[Stored data entries]
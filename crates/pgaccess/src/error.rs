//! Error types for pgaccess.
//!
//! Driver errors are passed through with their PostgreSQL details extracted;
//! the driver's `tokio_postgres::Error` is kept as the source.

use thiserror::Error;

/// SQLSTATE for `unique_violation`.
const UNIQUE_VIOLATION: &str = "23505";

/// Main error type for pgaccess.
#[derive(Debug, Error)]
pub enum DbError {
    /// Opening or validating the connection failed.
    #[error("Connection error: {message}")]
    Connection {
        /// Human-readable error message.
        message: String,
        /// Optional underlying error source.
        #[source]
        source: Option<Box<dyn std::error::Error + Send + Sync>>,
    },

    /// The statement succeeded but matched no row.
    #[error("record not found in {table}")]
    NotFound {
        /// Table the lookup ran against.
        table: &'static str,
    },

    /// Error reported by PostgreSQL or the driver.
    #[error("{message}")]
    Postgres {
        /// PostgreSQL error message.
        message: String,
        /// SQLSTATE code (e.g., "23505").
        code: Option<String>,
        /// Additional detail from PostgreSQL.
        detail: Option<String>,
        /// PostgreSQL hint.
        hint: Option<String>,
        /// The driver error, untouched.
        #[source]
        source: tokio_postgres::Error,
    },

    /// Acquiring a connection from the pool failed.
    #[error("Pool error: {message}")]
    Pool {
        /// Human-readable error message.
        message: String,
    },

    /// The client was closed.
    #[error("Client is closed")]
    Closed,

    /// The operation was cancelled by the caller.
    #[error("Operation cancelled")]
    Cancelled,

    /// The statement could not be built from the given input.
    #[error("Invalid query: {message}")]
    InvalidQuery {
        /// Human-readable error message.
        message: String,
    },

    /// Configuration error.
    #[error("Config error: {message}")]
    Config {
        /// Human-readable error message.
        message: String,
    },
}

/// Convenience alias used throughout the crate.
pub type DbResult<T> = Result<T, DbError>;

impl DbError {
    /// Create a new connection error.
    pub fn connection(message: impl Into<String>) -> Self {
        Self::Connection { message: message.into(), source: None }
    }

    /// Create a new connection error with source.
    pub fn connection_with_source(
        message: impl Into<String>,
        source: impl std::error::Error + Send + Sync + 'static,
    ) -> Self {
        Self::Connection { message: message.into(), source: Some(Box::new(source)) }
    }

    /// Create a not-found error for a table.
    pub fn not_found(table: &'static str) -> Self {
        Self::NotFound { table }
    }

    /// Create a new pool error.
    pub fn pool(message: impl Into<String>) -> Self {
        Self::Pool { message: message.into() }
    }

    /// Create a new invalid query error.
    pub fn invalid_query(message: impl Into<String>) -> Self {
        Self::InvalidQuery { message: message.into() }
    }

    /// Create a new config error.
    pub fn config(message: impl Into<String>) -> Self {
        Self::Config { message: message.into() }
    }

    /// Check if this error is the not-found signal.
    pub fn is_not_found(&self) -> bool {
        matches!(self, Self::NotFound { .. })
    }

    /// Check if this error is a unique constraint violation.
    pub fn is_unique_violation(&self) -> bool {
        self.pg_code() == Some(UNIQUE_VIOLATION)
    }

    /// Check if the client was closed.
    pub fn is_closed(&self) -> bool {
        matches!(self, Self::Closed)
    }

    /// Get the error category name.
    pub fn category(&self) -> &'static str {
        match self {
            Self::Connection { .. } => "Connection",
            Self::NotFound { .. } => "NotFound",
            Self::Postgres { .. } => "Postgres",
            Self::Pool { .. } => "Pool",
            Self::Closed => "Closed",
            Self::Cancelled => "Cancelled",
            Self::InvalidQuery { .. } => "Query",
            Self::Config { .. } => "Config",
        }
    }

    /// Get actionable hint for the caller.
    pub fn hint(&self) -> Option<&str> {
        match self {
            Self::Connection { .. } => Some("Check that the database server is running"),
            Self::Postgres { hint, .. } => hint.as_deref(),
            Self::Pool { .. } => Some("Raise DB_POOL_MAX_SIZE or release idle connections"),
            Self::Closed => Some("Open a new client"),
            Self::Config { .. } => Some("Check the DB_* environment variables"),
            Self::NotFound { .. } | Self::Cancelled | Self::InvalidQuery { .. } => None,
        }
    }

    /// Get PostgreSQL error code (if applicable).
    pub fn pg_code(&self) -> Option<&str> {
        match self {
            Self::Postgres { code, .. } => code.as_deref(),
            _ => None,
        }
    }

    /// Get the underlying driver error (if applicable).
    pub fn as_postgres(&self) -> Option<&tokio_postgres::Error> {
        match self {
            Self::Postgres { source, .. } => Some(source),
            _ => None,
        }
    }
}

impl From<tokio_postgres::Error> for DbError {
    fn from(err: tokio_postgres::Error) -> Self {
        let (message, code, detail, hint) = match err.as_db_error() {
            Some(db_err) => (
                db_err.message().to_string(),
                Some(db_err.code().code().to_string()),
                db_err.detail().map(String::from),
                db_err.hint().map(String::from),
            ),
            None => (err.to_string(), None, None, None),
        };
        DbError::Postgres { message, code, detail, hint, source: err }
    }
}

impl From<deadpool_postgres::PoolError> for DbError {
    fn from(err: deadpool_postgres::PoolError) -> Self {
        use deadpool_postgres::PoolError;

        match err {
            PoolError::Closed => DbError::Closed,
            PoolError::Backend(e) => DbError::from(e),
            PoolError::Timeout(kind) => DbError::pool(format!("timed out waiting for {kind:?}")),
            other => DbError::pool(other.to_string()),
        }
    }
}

▸ **WHAT TO PRODUCE**:
Using the records given above, list every line that includes the word "Check".

▸ **RESPONSE TO THIS EXERCISE**:
    /// Check if this error is the not-found signal.
    /// Check if this error is a unique constraint violation.
    /// Check if the client was closed.
            Self::Connection { .. } => Some("Check that the database server is running"),
            Self::Config { .. } => Some("Check the DB_* environment variables"),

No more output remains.